If the IP is always changing on a
machine, by way of a dynamic IP, would
this make it a very bad idea to join a
machine to a domain?
First - why the heck does the IP always change? DHCP has a method do lease the IP to a machine, and hte lease should be long enough that the machine does NOT always change IP. Always changing IP = configuration error in DNS.
Second, so what? Put the IP in static. And? IThe computer will maintain it's DNS information as it did before, jsut always have the same IP. I do that with pretty much all servers so that they can start after a failure (power outage) without having to delay for the DHCP server takes some time to get up.
For example, in the enterprise, for
machines to be joined to the domain,
we are always given a block of static
IPs so I guess I must be on the right
Like in most enterprises, this goes back to some guy not being competent in his job (idiots at work). As long as the DNS supports dynamic regisitration (and windows DNS does) there is exactly NO (!) issue with dynamic IP addresses for all machines. DC's are special as a DC must be able to find A WORKING DNS to connect to the domain and start, and if the DNS' reset, all DNS may be off. it makes sense to keep the domain controllers static, pointing to each other for DNS purposes, to make AD start faster.
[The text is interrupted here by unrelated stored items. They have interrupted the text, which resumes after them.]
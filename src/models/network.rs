//! Per-network view of a record's transport fields

/// HTTP request masquerade carried by a tcp transport.
#[derive(Debug, Clone, PartialEq, Eq)]
pub struct HttpMasquerade {
    pub paths: Vec<String>,
    pub hosts: Vec<String>,
}

/// Transport settings after the network kind has been resolved.
#[derive(Debug, Clone, PartialEq, Eq)]
pub enum Transport {
    Tcp {
        masquerade: Option<HttpMasquerade>,
    },
    Kcp {
        header: String,
    },
    WebSocket {
        path: String,
        host: String,
    },
    /// HTTP/2, selected by either `h2` or `http`.
    Http {
        path: String,
        hosts: Option<Vec<String>>,
    },
    HttpUpgrade {
        host: String,
        path: String,
    },
    SplitHttp {
        host: String,
        path: String,
    },
    Grpc {
        service_name: String,
        authority: String,
        multi_mode: bool,
    },
    Quic {
        header: String,
        security: String,
        key: String,
    },
    /// Any network kind without transport-specific settings.
    Other,
}
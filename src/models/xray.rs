//! Outbound configuration in the shape the xray engine reads.
//!
//! Field names follow the engine's JSON schema, which mixes camelCase and
//! snake_case keys.

use std::collections::BTreeMap;

use serde::Serialize;
use serde_json::Value;

/// One entry of the engine's `outbounds` array.
#[derive(Debug, Clone, PartialEq, Serialize)]
pub struct OutboundDetourConfig {
    pub tag: String,
    pub protocol: String,
    #[serde(skip_serializing_if = "Option::is_none")]
    pub settings: Option<Value>,
    #[serde(rename = "streamSettings", skip_serializing_if = "Option::is_none")]
    pub stream_settings: Option<StreamConfig>,
}

/// Placeholder for an engine inbound. Share links describe outbounds only,
/// so no protocol here ever builds one.
#[derive(Debug, Clone, PartialEq, Eq)]
pub struct InboundDetourConfig;

#[derive(Debug, Clone, Default, PartialEq, Serialize)]
pub struct StreamConfig {
    #[serde(skip_serializing_if = "Option::is_none")]
    pub network: Option<String>,
    #[serde(skip_serializing_if = "String::is_empty")]
    pub security: String,
    #[serde(rename = "tlsSettings", skip_serializing_if = "Option::is_none")]
    pub tls_settings: Option<TlsConfig>,
    #[serde(rename = "tcpSettings", skip_serializing_if = "Option::is_none")]
    pub tcp_settings: Option<TcpConfig>,
    #[serde(rename = "kcpSettings", skip_serializing_if = "Option::is_none")]
    pub kcp_settings: Option<KcpConfig>,
    #[serde(rename = "wsSettings", skip_serializing_if = "Option::is_none")]
    pub ws_settings: Option<WebSocketConfig>,
    #[serde(rename = "httpSettings", skip_serializing_if = "Option::is_none")]
    pub http_settings: Option<HttpConfig>,
    #[serde(rename = "httpupgradeSettings", skip_serializing_if = "Option::is_none")]
    pub httpupgrade_settings: Option<HttpUpgradeConfig>,
    #[serde(rename = "splithttpSettings", skip_serializing_if = "Option::is_none")]
    pub splithttp_settings: Option<SplitHttpConfig>,
    #[serde(rename = "grpcSettings", skip_serializing_if = "Option::is_none")]
    pub grpc_settings: Option<GrpcConfig>,
    #[serde(rename = "quicSettings", skip_serializing_if = "Option::is_none")]
    pub quic_settings: Option<QuicConfig>,
}

/// `{ "type": ... }` header block used by kcp and quic.
#[derive(Debug, Clone, PartialEq, Eq, Serialize)]
pub struct HeaderType {
    #[serde(rename = "type")]
    pub kind: String,
}

#[derive(Debug, Clone, PartialEq, Eq, Serialize)]
#[serde(tag = "type", rename_all = "lowercase")]
pub enum TcpHeader {
    None,
    Http { request: HttpRequestHeader },
}

#[derive(Debug, Clone, PartialEq, Eq, Serialize)]
pub struct HttpRequestHeader {
    pub path: Vec<String>,
    pub headers: HttpRequestHeaders,
}

#[derive(Debug, Clone, PartialEq, Eq, Serialize)]
pub struct HttpRequestHeaders {
    #[serde(rename = "Host")]
    pub host: Vec<String>,
    #[serde(rename = "User-Agent")]
    pub user_agent: String,
}

#[derive(Debug, Clone, PartialEq, Eq, Serialize)]
pub struct TcpConfig {
    pub header: TcpHeader,
}

#[derive(Debug, Clone, PartialEq, Eq, Serialize)]
pub struct KcpConfig {
    pub header: HeaderType,
}

#[derive(Debug, Clone, PartialEq, Eq, Serialize)]
pub struct WebSocketConfig {
    pub path: String,
    pub headers: BTreeMap<String, String>,
}

#[derive(Debug, Clone, PartialEq, Eq, Serialize)]
pub struct HttpConfig {
    pub path: String,
    #[serde(skip_serializing_if = "Option::is_none")]
    pub host: Option<Vec<String>>,
}

#[derive(Debug, Clone, PartialEq, Eq, Serialize)]
pub struct HttpUpgradeConfig {
    pub host: String,
    pub path: String,
}

#[derive(Debug, Clone, PartialEq, Eq, Serialize)]
pub struct SplitHttpConfig {
    pub host: String,
    pub path: String,
}

#[derive(Debug, Clone, PartialEq, Eq, Serialize)]
pub struct GrpcConfig {
    #[serde(rename = "serviceName")]
    pub service_name: String,
    pub authority: String,
    #[serde(rename = "multiMode")]
    pub multi_mode: bool,
    /// Seconds.
    pub idle_timeout: i32,
    /// Seconds.
    pub health_check_timeout: i32,
    pub permit_without_stream: bool,
    pub initial_windows_size: i32,
}

#[derive(Debug, Clone, PartialEq, Eq, Serialize)]
pub struct QuicConfig {
    pub header: HeaderType,
    pub security: String,
    pub key: String,
}

#[derive(Debug, Clone, Default, PartialEq, Eq, Serialize)]
pub struct TlsConfig {
    #[serde(rename = "allowInsecure")]
    pub allow_insecure: bool,
    #[serde(rename = "serverName")]
    pub server_name: String,
    #[serde(skip_serializing_if = "Option::is_none")]
    pub alpn: Option<Vec<String>>,
    pub fingerprint: String,
}

/// `settings` payload of a vmess outbound.
#[derive(Debug, Clone, PartialEq, Eq, Serialize)]
pub struct VMessOutboundConfig {
    pub vnext: Vec<VMessServer>,
}

#[derive(Debug, Clone, PartialEq, Eq, Serialize)]
pub struct VMessServer {
    pub address: String,
    pub port: u16,
    pub users: Vec<VMessUser>,
}

#[derive(Debug, Clone, PartialEq, Eq, Serialize)]
pub struct VMessUser {
    pub id: String,
    #[serde(rename = "alterId")]
    pub alter_id: u32,
    pub security: String,
}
All other machines CAN be on dynamic IP addresses (which also does not mean constantl changing - this is another "idiot at work" issue, leases should be long enough for machines to not wander around randomly, except maybe after a holiday - 5-8 days is a good time), although, as others have pointed out, it is very good practice to put servers and all "primitive" items on static IP (mostly because the primitive items like printers often lack the methods to update their DNS information, which makes them wandering around hard, and servers you want to come up fast afte ra reboot).
The main issue with server is the "static" nature eof DHCP in Ipv4... It is queried for ONCE, never again. So if the DHCP server is not available when th server boots - it does not get a configuration. This is different to IpV6 where the IP addresses (wel, networks) can be assigned post boot, a routers announce all the networks they can handle and all machines in the network pick them up (and drop them) as routers become visible / invisible.